● Task item:
Provide only the number of lines in the records where "format" appears.

Dataset entries:
== == ==

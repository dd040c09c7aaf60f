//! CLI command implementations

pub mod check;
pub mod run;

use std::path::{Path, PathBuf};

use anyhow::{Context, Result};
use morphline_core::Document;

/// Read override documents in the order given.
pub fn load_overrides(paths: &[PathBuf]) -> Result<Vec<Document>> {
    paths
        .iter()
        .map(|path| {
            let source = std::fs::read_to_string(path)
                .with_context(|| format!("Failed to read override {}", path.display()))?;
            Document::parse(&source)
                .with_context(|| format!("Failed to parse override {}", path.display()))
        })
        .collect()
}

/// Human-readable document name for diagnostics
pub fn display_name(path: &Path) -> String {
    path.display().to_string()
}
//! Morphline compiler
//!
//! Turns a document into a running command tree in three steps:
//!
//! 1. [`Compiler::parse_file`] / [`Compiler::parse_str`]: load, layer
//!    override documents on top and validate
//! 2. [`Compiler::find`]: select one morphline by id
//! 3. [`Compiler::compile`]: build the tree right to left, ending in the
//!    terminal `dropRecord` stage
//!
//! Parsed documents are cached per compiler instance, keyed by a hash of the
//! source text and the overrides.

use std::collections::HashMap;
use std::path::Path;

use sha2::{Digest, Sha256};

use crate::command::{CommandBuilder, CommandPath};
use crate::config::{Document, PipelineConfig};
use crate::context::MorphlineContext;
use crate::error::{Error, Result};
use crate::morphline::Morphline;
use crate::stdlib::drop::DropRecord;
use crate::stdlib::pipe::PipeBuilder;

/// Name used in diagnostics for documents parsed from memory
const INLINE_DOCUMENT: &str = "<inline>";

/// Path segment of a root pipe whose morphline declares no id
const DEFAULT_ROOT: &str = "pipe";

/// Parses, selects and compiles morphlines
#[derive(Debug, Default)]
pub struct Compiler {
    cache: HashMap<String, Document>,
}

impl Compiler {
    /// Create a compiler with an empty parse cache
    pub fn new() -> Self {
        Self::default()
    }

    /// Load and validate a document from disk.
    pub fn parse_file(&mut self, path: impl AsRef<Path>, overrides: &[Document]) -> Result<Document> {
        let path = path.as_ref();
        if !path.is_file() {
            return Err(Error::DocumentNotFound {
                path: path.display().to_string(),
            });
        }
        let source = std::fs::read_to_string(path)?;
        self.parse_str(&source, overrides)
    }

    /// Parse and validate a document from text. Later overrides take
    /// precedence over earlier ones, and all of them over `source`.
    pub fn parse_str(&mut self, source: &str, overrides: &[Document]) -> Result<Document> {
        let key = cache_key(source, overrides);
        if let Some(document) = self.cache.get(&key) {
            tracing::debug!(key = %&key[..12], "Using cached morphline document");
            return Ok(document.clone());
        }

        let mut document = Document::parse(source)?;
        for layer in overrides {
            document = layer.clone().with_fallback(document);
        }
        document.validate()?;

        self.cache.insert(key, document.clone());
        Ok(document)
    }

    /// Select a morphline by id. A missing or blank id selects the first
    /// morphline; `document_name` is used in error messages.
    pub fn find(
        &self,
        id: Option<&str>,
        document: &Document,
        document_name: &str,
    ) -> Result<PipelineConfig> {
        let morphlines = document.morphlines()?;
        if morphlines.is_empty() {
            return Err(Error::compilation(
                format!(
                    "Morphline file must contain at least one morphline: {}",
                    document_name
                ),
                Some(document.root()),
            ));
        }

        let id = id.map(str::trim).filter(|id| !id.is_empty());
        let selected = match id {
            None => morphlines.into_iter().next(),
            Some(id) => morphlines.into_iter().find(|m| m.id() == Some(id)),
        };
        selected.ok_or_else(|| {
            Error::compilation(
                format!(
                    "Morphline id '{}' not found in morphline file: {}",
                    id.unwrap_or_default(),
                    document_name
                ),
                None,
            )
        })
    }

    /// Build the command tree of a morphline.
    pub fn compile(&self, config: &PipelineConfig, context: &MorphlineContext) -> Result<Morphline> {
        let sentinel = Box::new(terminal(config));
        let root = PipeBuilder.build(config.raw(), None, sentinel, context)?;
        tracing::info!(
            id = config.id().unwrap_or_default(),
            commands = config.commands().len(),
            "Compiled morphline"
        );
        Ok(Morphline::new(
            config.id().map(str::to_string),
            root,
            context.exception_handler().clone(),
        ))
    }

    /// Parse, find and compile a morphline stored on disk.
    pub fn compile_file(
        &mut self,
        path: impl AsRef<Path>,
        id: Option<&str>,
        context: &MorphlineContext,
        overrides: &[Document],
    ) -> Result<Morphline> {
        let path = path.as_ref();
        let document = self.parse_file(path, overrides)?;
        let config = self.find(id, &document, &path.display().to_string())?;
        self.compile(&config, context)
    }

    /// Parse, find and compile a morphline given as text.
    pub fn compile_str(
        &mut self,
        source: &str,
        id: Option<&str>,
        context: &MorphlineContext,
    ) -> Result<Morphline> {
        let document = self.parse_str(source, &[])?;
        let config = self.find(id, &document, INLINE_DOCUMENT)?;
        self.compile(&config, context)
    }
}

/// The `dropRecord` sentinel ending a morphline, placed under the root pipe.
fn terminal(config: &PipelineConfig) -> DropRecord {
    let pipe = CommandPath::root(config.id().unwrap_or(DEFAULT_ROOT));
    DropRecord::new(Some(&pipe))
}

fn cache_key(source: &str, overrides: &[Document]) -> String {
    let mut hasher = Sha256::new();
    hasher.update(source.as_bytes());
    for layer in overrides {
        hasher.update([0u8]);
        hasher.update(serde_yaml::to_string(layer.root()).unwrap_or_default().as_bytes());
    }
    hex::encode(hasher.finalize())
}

== == ==

● Output below:
4